L’uomo, con il passare dei giorni, diventa sempre più buono e fa venire il medico ogni volta che la moglie ne ha bisogno, senza badare alle spese.
Intanto l’avvocato di Grandet fa firmare ad Eugenie un atto in cui lei acconsente di lasciare la parte d’eredità che le spettava dalla morte della madre, al padre.
Dopo la morte della donna, il rapporto padre-figlia migliora, la ragazza viene a sapere dell’ammontare del reddito del padre e comincia a lavorare per lui, diventando così sempre più avara. Purtroppo una paralisi colpisce l’uomo, ma lei continua a tenere la contabilità.
Quando il padre muore, Eugenie rimane sola con la serva Nanon, che diventa la sua unica amica, ma anche quest’ultima in seguito l’abbandonerà per sposarsi.
La ragazza viene poi a sapere del tradimento del cugino attraverso una lettera: Charles era infatti diventato un avido arrampicatore sociale e non aveva esitato a sacrificare l’amore della cugina per un matrimonio d’interesse con mademoiselle D’Abrion che gli aveva fruttato un titolo nobiliare e una carica a corte.
Essendo ormai abituata alle delusioni, Eugenie si rassegna a sposare l’anziano presidente Cruchot de Bonfons, ma il loro rapporto è più che altro un’amicizia.
L’uomo muore senza eredi e così in paese si parla di chi potrà essere il nuovo marito della ricca vedova.
Il racconto è a focalizzazione “zero” e il narratore esterno onnisciente è lo scrittore stesso, il quale scrive il romanzo dal suo punto di vista e a volte addirittura interviene per esprimere i suoi giudizi, anticipando eventi futuri.
Lo spazio è quello della città di Saumur e naturalmente della casa di Grandet; viene citata anche Parigi, il luogo da cui proviene Charles, ma ad Eugenie non sarà mai concesso visitarla; la trasgressiva capitale francese viene così contrapposta alla noiosa Saumur.

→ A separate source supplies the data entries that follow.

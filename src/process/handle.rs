use crate::error::{Error, Result};
use async_process::ChildStdin;
use futures_lite::io::AsyncWriteExt;
use std::fmt;
use std::sync::{Arc, Mutex, MutexGuard};
use tokio::sync::watch;
use uuid::Uuid;

/// Bytes of each output stream a handle keeps. Older lines are dropped
/// first, so a long-running server holds only its recent output.
pub const OUTPUT_LIMIT: usize = 256 * 1024;

/// Unique identifier for a spawned child process
#[derive(Debug, Clone, Copy, PartialEq, Eq, Hash)]
pub struct HandleId(Uuid);

impl HandleId {
    pub(crate) fn new() -> Self {
        Self(Uuid::new_v4())
    }
}

impl fmt::Display for HandleId {
    fn fmt(&self, f: &mut fmt::Formatter<'_>) -> fmt::Result {
        write!(f, "{}", self.0)
    }
}

/// Where a process is in its shutdown.
#[derive(Debug, Clone, Copy, PartialEq, Eq)]
pub enum TerminationState {
    /// Running, nobody asked it to stop
    NotSignaled,
    /// A termination signal was delivered, close not yet observed
    SignalSent,
    /// The process exited and its output streams were drained
    Closed,
}

/// How a process ended.
#[derive(Debug, Clone, Copy, PartialEq, Eq)]
pub struct ExitInfo {
    /// Exit code, `None` when killed by a signal
    pub code: Option<i32>,
    /// Whether the exit status counts as success
    pub success: bool,
}

/// Which output stream a line came from.
#[derive(Debug, Clone, Copy, PartialEq, Eq)]
pub enum OutputStream {
    Stdout,
    Stderr,
}

struct HandleInner {
    id: HandleId,
    pid: u32,
    command: String,
    stdout: Mutex<String>,
    stderr: Mutex<String>,
    state: Mutex<TerminationState>,
    exit: Mutex<Option<ExitInfo>>,
    stdin: tokio::sync::Mutex<Option<ChildStdin>>,
    // Bumped on every output line and on close.
    progress: watch::Sender<u64>,
}

/// A child process spawned through the
/// [`ChildProcessRegistry`](crate::process::ChildProcessRegistry).
///
/// Handles are cheap to clone; every clone observes the same buffers and
/// state. The registry drops its own reference before the close becomes
/// observable through [`wait_closed`](Self::wait_closed).
#[derive(Clone)]
pub struct ProcessHandle {
    inner: Arc<HandleInner>,
}

fn lock<T>(mutex: &Mutex<T>) -> MutexGuard<'_, T> {
    mutex.lock().unwrap_or_else(|poisoned| poisoned.into_inner())
}

/// Appends `line` and drops whole lines from the front past [`OUTPUT_LIMIT`].
fn push_line(buffer: &mut String, line: &str) {
    buffer.push_str(line);
    buffer.push('\n');
    if buffer.len() <= OUTPUT_LIMIT {
        return;
    }
    let excess = buffer.len() - OUTPUT_LIMIT;
    // A newline byte is always a char boundary
    let cut = buffer.as_bytes()[excess..]
        .iter()
        .position(|&b| b == b'\n')
        .map_or(buffer.len(), |i| excess + i + 1);
    buffer.drain(..cut);
}

impl ProcessHandle {
    pub(crate) fn new(pid: u32, command: String, stdin: Option<ChildStdin>) -> Self {
        let (progress, _) = watch::channel(0);
        Self {
            inner: Arc::new(HandleInner {
                id: HandleId::new(),
                pid,
                command,
                stdout: Mutex::new(String::new()),
                stderr: Mutex::new(String::new()),
                state: Mutex::new(TerminationState::NotSignaled),
                exit: Mutex::new(None),
                stdin: tokio::sync::Mutex::new(stdin),
                progress,
            }),
        }
    }

    /// Registry key
    pub fn id(&self) -> HandleId {
        self.inner.id
    }

    /// OS process ID
    pub fn pid(&self) -> u32 {
        self.inner.pid
    }

    /// Command line the process was started with
    pub fn command(&self) -> &str {
        &self.inner.command
    }

    /// Captured standard output, the last [`OUTPUT_LIMIT`] bytes at most
    pub fn stdout(&self) -> String {
        lock(&self.inner.stdout).clone()
    }

    /// Captured standard error, the last [`OUTPUT_LIMIT`] bytes at most
    pub fn stderr(&self) -> String {
        lock(&self.inner.stderr).clone()
    }

    /// Current termination state
    pub fn termination_state(&self) -> TerminationState {
        *lock(&self.inner.state)
    }

    /// Exit information once closed
    pub fn exit(&self) -> Option<ExitInfo> {
        *lock(&self.inner.exit)
    }

    /// Whether the close event has fired
    pub fn is_closed(&self) -> bool {
        self.exit().is_some()
    }

    /// Whether the process was forked with a message channel
    pub async fn has_message_channel(&self) -> bool {
        self.inner.stdin.lock().await.is_some()
    }

    pub(crate) fn append(&self, stream: OutputStream, line: &str) {
        let buffer = match stream {
            OutputStream::Stdout => &self.inner.stdout,
            OutputStream::Stderr => &self.inner.stderr,
        };
        push_line(&mut lock(buffer), line);
        self.inner.progress.send_modify(|n| *n += 1);
    }

    pub(crate) fn mark_signaled(&self) {
        let mut state = lock(&self.inner.state);
        if *state == TerminationState::NotSignaled {
            *state = TerminationState::SignalSent;
        }
    }

    pub(crate) fn mark_closed(&self, exit: ExitInfo) {
        *lock(&self.inner.exit) = Some(exit);
        *lock(&self.inner.state) = TerminationState::Closed;
        self.inner.progress.send_modify(|n| *n += 1);
    }

    /// Waits for the close event.
    pub async fn wait_closed(&self) -> ExitInfo {
        let mut progress = self.inner.progress.subscribe();
        loop {
            if let Some(exit) = self.exit() {
                return exit;
            }
            // The sender lives as long as `self`, so this never errors.
            let _ = progress.changed().await;
        }
    }

    /// Waits until captured stdout contains `marker`.
    ///
    /// This is how node and nodemon servers signal readiness. It relies on the
    /// server printing a fixed string, so a server that words its startup
    /// line differently will never be seen as ready.
    ///
    /// # Errors
    ///
    /// Returns [`Error::Process`] if the process closes before the marker
    /// appears.
    pub async fn wait_for_output(&self, marker: &str) -> Result<()> {
        let mut progress = self.inner.progress.subscribe();
        loop {
            if lock(&self.inner.stdout).contains(marker) {
                return Ok(());
            }
            if let Some(exit) = self.exit() {
                return Err(Error::Process(format!(
                    "'{}' exited ({}) before printing '{}'",
                    self.command(),
                    exit.code
                        .map(|c| format!("code {}", c))
                        .unwrap_or_else(|| "by signal".to_string()),
                    marker
                )));
            }
            let _ = progress.changed().await;
        }
    }

    /// Writes one line to the process's message channel.
    ///
    /// # Errors
    ///
    /// Returns [`Error::Process`] if the process was spawned without a channel
    /// or the write fails.
    pub async fn send_message(&self, message: &str) -> Result<()> {
        let mut guard = self.inner.stdin.lock().await;
        let stdin = guard.as_mut().ok_or_else(|| {
            Error::Process(format!("'{}' has no message channel", self.command()))
        })?;

        let mut line = message.to_string();
        line.push('\n');
        stdin
            .write_all(line.as_bytes())
            .await
            .map_err(|e| Error::Process(format!("Failed to write to stdin: {}", e)))?;
        stdin
            .flush()
            .await
            .map_err(|e| Error::Process(format!("Failed to flush stdin: {}", e)))?;
        Ok(())
    }
}

impl fmt::Debug for ProcessHandle {
    fn fmt(&self, f: &mut fmt::Formatter<'_>) -> fmt::Result {
        f.debug_struct("ProcessHandle")
            .field("id", &self.inner.id)
            .field("pid", &self.inner.pid)
            .field("command", &self.inner.command)
            .field("state", &self.termination_state())
            .finish()
    }
}
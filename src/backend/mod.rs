//! Process backends.
//!
//! A backend knows how to drive one process manager. All three implement
//! [`ProcessBackend`]; operations a manager has no equivalent for return
//! [`Error::NotImplemented`] from the trait's default methods.
//!
//! | operation | node | nodemon | pm2 |
//! |-----------|------|---------|-----|
//! | start     | yes  | yes     | yes |
//! | stop      | yes  | yes     | yes |
//! | restart   |      | yes     | yes |
//! | reload    |      |         | yes |
//! | logs      |      |         | yes |
//! | clear     |      |         | yes |
use crate::config::{ControllerKind, ServerConfig};
use crate::error::{Error, Result};
use async_trait::async_trait;

mod node;
mod nodemon;
pub mod npm;
mod pm2;

pub use node::NodeBackend;
pub use nodemon::NodemonBackend;
pub use npm::GlobalPackages;
pub use pm2::{Pm2Backend, Pm2Process};

/// Text a node server prints once it accepts connections.
///
/// Startup detection for the node and nodemon backends is a plain substring
/// search for this in the server's stdout.
pub const READINESS_MARKER: &str = "Listening on port";

fn not_implemented(kind: ControllerKind, operation: &'static str) -> Error {
    Error::NotImplemented {
        backend: kind.as_str(),
        operation,
    }
}

/// Capability set of a process manager.
#[async_trait]
pub trait ProcessBackend: Send + Sync {
    /// Which controller this backend implements.
    fn kind(&self) -> ControllerKind;

    /// Make sure the process manager itself is available.
    async fn ensure_prerequisites(&self) -> Result<()> {
        Ok(())
    }

    /// Start the server and return once it is up.
    async fn start(&self, config: &ServerConfig) -> Result<()>;

    /// Stop the server.
    async fn stop(&self, config: &ServerConfig) -> Result<()>;

    /// Restart the server.
    async fn restart(&self, _config: &ServerConfig) -> Result<()> {
        Err(not_implemented(self.kind(), "restart"))
    }

    /// Reload the server without downtime.
    async fn reload(&self, _config: &ServerConfig) -> Result<()> {
        Err(not_implemented(self.kind(), "reload"))
    }

    /// Show server logs.
    async fn logs(&self, _config: &ServerConfig) -> Result<()> {
        Err(not_implemented(self.kind(), "logs"))
    }

    /// Stop the server and remove every trace of it from the process manager.
    async fn clear(&self, _config: &ServerConfig) -> Result<()> {
        Err(not_implemented(self.kind(), "clear"))
    }
}
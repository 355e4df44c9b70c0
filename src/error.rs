/// Error handling module for fox.
///
/// This module defines the error types used throughout the library.
/// Backend errors travel through the [`ServerController`](crate::ServerController)
/// unchanged, so callers can match on the variant that the process manager
/// produced.
///
/// # Example
///
/// ```
/// use fox::error::{Error, Result};
///
/// fn handle_error(result: Result<()>) {
///     match result {
///         Ok(_) => println!("Operation succeeded"),
///         Err(Error::AlreadyRunning(name)) => println!("'{}' is already online", name),
///         Err(Error::RemoteRejected { .. }) => println!("Install was refused"),
///         Err(Error::Timeout(msg)) => println!("Gave up waiting: {}", msg),
///         Err(e) => println!("Other error: {}", e),
///     }
/// }
/// ```
use thiserror::Error;

/// Errors that can occur while managing fox servers.
#[derive(Error, Debug)]
pub enum Error {
    /// Failed to read or parse a configuration file.
    #[error("Failed to parse configuration: {0}")]
    ConfigParse(String),

    /// Configuration parsed but holds values that can't be used.
    ///
    /// This error occurs when:
    /// - The server name is empty
    /// - The worker count is zero
    #[error("Invalid configuration: {0}")]
    ConfigInvalid(String),

    /// Configuration refers to something missing on disk.
    #[error("Config validation error: {0}")]
    ConfigValidation(String),

    /// The `controller` field names no known backend.
    #[error("Unknown controller '{0}', expected one of: node, nodemon, pm2")]
    UnknownController(String),

    /// A required global tool is still missing after one install attempt.
    #[error("Required tool '{0}' is not installed")]
    ToolMissing(String),

    /// A process with the configured name is already online.
    #[error("Server '{0}' is already started")]
    AlreadyRunning(String),

    /// The operation needs a running server and there is none.
    #[error("Not running")]
    NotRunning,

    /// The selected backend does not support the requested operation.
    #[error("'{operation}' is not implemented for the {backend} controller")]
    NotImplemented {
        /// Backend name.
        backend: &'static str,
        /// Operation name.
        operation: &'static str,
    },

    /// The install activation endpoint answered with an `error` field.
    #[error("({status}) {message}")]
    RemoteRejected {
        /// Status reported by the server, or the HTTP status.
        status: u16,
        /// Message from the `error` field.
        message: String,
    },

    /// A readiness or liveness poll exhausted its attempts.
    #[error("Timeout: {0}")]
    Timeout(String),

    /// A termination signal could not be delivered.
    #[error("Failed to signal process {pid}: {reason}")]
    SignalDelivery {
        /// Target process ID.
        pid: u32,
        /// OS error text.
        reason: String,
    },

    /// Spawning or running a subprocess failed.
    ///
    /// This error occurs when:
    /// - The executable can't be found
    /// - A tool subcommand exits with a non-zero status
    /// - A server exits before printing its readiness marker
    #[error("Process error: {0}")]
    Process(String),

    /// An HTTP request failed before a response was read.
    #[error("HTTP error: {0}")]
    Http(String),

    /// Error in serializing or deserializing data.
    #[error("Serialization error: {0}")]
    Serialization(String),

    /// Filesystem error.
    #[error("I/O error: {0}")]
    Io(#[from] std::io::Error),

    /// Any other error not covered by the above categories.
    #[error("Other error: {0}")]
    Other(String),
}

/// Result type for fox operations.
pub type Result<T> = std::result::Result<T, Error>;
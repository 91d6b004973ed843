//! Freehand scribble shape.

use super::{flat_points, ShapeId};
use kurbo::Point;
use serde::{Deserialize, Serialize};
use uuid::Uuid;

/// A freehand scribble: an ordered polyline of pointer positions.
///
/// Points are append-only while a draw gesture is active and a scribble
/// always holds at least one point once created.
#[derive(Debug, Clone, PartialEq, Serialize, Deserialize)]
pub struct Scribble {
    pub id: ShapeId,
    /// Stroke color as a hex string.
    pub color: String,
    /// Points along the path, serialized as a flat `[x0, y0, x1, y1, ...]` list.
    #[serde(with = "flat_points")]
    pub points: Vec<Point>,
}

impl Scribble {
    /// Create a new scribble starting at the gesture origin.
    pub fn new(color: String, origin: Point) -> Self {
        Self {
            id: Uuid::new_v4(),
            color,
            points: vec![origin],
        }
    }

    /// Append the live pointer position to the path.
    pub fn add_point(&mut self, point: Point) {
        self.points.push(point);
    }

    /// Number of points in the path.
    pub fn len(&self) -> usize {
        self.points.len()
    }

    pub fn is_empty(&self) -> bool {
        self.points.is_empty()
    }
}
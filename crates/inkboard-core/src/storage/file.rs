//! File-based storage implementation.

use super::{Storage, StorageError, StorageResult};
use crate::state::CanvasState;
use std::fs;
use std::path::PathBuf;

/// File-based storage.
///
/// Stores canvas states as JSON files in a base directory.
pub struct FileStorage {
    base_path: PathBuf,
}

impl FileStorage {
    /// Create a file storage rooted at the given directory.
    ///
    /// Creates the directory if it doesn't exist.
    pub fn new(base_path: PathBuf) -> StorageResult<Self> {
        if !base_path.exists() {
            fs::create_dir_all(&base_path).map_err(|e| {
                StorageError::Io(format!("failed to create storage directory: {}", e))
            })?;
        }
        Ok(Self { base_path })
    }

    /// Create file storage in the default location
    /// (`<data dir>/inkboard/canvases`).
    pub fn default_location() -> StorageResult<Self> {
        let base = dirs::data_local_dir()
            .or_else(dirs::home_dir)
            .ok_or_else(|| StorageError::Io("could not determine home directory".to_string()))?;
        Self::new(base.join("inkboard").join("canvases"))
    }

    /// Get the file path for a canvas id, sanitized for filenames.
    fn state_path(&self, id: &str) -> PathBuf {
        let safe_id: String = id
            .chars()
            .map(|c| if c.is_alphanumeric() || c == '-' || c == '_' { c } else { '_' })
            .collect();
        self.base_path.join(format!("{}.json", safe_id))
    }

    pub fn base_path(&self) -> &PathBuf {
        &self.base_path
    }
}

impl Storage for FileStorage {
    fn save(&self, id: &str, state: &CanvasState) -> StorageResult<()> {
        let path = self.state_path(id);
        let json = state
            .to_json()
            .map_err(|e| StorageError::Serialization(e.to_string()))?;
        fs::write(&path, json)
            .map_err(|e| StorageError::Io(format!("failed to write {}: {}", path.display(), e)))
    }

    fn load(&self, id: &str) -> StorageResult<CanvasState> {
        let path = self.state_path(id);
        if !path.exists() {
            return Err(StorageError::NotFound(id.to_string()));
        }
        let json = fs::read_to_string(&path)
            .map_err(|e| StorageError::Io(format!("failed to read {}: {}", path.display(), e)))?;
        CanvasState::from_json(&json).map_err(|e| {
            StorageError::Serialization(format!("failed to parse {}: {}", path.display(), e))
        })
    }

    fn delete(&self, id: &str) -> StorageResult<()> {
        let path = self.state_path(id);
        if path.exists() {
            fs::remove_file(&path).map_err(|e| {
                StorageError::Io(format!("failed to delete {}: {}", path.display(), e))
            })?;
        }
        Ok(())
    }

    fn list(&self) -> StorageResult<Vec<String>> {
        if !self.base_path.exists() {
            return Ok(vec![]);
        }
        let entries = fs::read_dir(&self.base_path)
            .map_err(|e| StorageError::Io(format!("failed to read directory: {}", e)))?;

        let mut ids = Vec::new();
        for entry in entries.flatten() {
            let path = entry.path();
            if path.extension().is_some_and(|ext| ext == "json") {
                if let Some(stem) = path.file_stem().and_then(|s| s.to_str()) {
                    ids.push(stem.to_string());
                }
            }
        }
        Ok(ids)
    }

    fn exists(&self, id: &str) -> StorageResult<bool> {
        Ok(self.state_path(id).exists())
    }
}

Il tempo (IXX secolo) subisce invece delle accelerazioni e dei rallentamenti: fino alla scomparsa di Grandet è lento, mentre in seguito i fatti volgono rapidi alla conclusione e le ultime vicende di Eugenie sono molto sintetizzate.
La storia inoltre è verosimile, infatti, lo stile di Balzac è quello del romanzo realista.
Questo libro ha suscitato in me non poca rabbia per il comportamento di monsieur Grandet, ma anche per l’ingenuità di Eugenie.